### Exercise requirements
The answer should be the lines from the one with "pub use vendor::Vendor;" through the final line of the entries, restated word for word.

Saved data entries:
__________

//! # swap-meet-core: Pure Trading Logic for Swap Meet
//!
//! Vendors hold inventories of categorized, condition-rated items and trade
//! them one-for-one with each other. This crate is all of that logic, with
//! zero I/O dependencies.
//!
//! ## Architecture Position
//! ```text
//! ┌─────────────────────────────────────────────────────────────────────────┐
//! │                        Swap Meet Architecture                           │
//! │                                                                         │
//! │  ┌─────────────────────────────────────────────────────────────────┐   │
//! │  │                swap-meet-sim (binary)                           │   │
//! │  │    market.toml ──► Market ──► trades ──► JSON report           │   │
//! │  └─────────────────────────────┬───────────────────────────────────┘   │
//! │                                │                                        │
//! │  ┌─────────────────────────────▼───────────────────────────────────┐   │
//! │  │             ★ swap-meet-core (THIS CRATE) ★                     │   │
//! │  │                                                                 │   │
//! │  │   ┌───────────┐  ┌───────────┐  ┌───────────┐  ┌───────────┐  │   │
//! │  │   │   item    │  │  vendor   │  │  shared   │  │ validation│  │   │
//! │  │   │   Item    │  │  Vendor   │  │ Shared-   │  │   rules   │  │   │
//! │  │   │ Condition │  │  swaps    │  │  Vendor   │  │  checks   │  │   │
//! │  │   └───────────┘  └───────────┘  └───────────┘  └───────────┘  │   │
//! │  │                                                                 │   │
//! │  │   NO I/O • NO FILES • NO NETWORK                                │   │
//! │  └─────────────────────────────────────────────────────────────────┘   │
//! └─────────────────────────────────────────────────────────────────────────┘
//! ```
//!
//! ## Modules
//!
//! - [`item`] - `Item` and its `Condition` rating
//! - [`vendor`] - `Vendor` inventory and swap operations
//! - [`shared`] - `SharedVendor`, a lock-ordered handle for threaded hosts
//! - [`error`] - Domain error types
//! - [`validation`] - Checks for items coming from untrusted input
//!
//! ## Example Usage
//!
//! ```rust
//! use swap_meet_core::{Item, Vendor};
//!
//! let mut alice = Vendor::with_inventory(vec![Item::new("toys", 3)]);
//! let mut bob = Vendor::with_inventory(vec![Item::new("books", 5)]);
//!
//! assert!(alice.swap_first_item(&mut bob));
//! assert_eq!(alice.inventory(), &[Item::new("books", 5)]);
//! assert_eq!(bob.inventory(), &[Item::new("toys", 3)]);
//! ```

// =============================================================================
// Module Declarations
// =============================================================================

pub mod error;
pub mod item;
pub mod shared;
pub mod validation;
pub mod vendor;

// =============================================================================
// Re-exports for Convenience
// =============================================================================

pub use error::{CoreError, CoreResult, ValidationError};
pub use item::{Condition, Item, CLOTHING, DECOR, ELECTRONICS};
pub use shared::{SharedVendor, VendorSnapshot};
pub use vendor::Vendor;

// =============================================================================
// Crate-Level Constants
// =============================================================================

/// Highest rating on the condition scale accepted by `Item::try_new`.
pub const MAX_CONDITION: u32 = 5;

/// Longest category name accepted by `Item::try_new`, in characters.
pub const MAX_CATEGORY_LEN: usize = 50;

__________

### Output below
pub use vendor::Vendor;

// =============================================================================
// Crate-Level Constants
// =============================================================================

/// Highest rating on the condition scale accepted by `Item::try_new`.
pub const MAX_CONDITION: u32 = 5;

/// Longest category name accepted by `Item::try_new`, in characters.
pub const MAX_CATEGORY_LEN: usize = 50;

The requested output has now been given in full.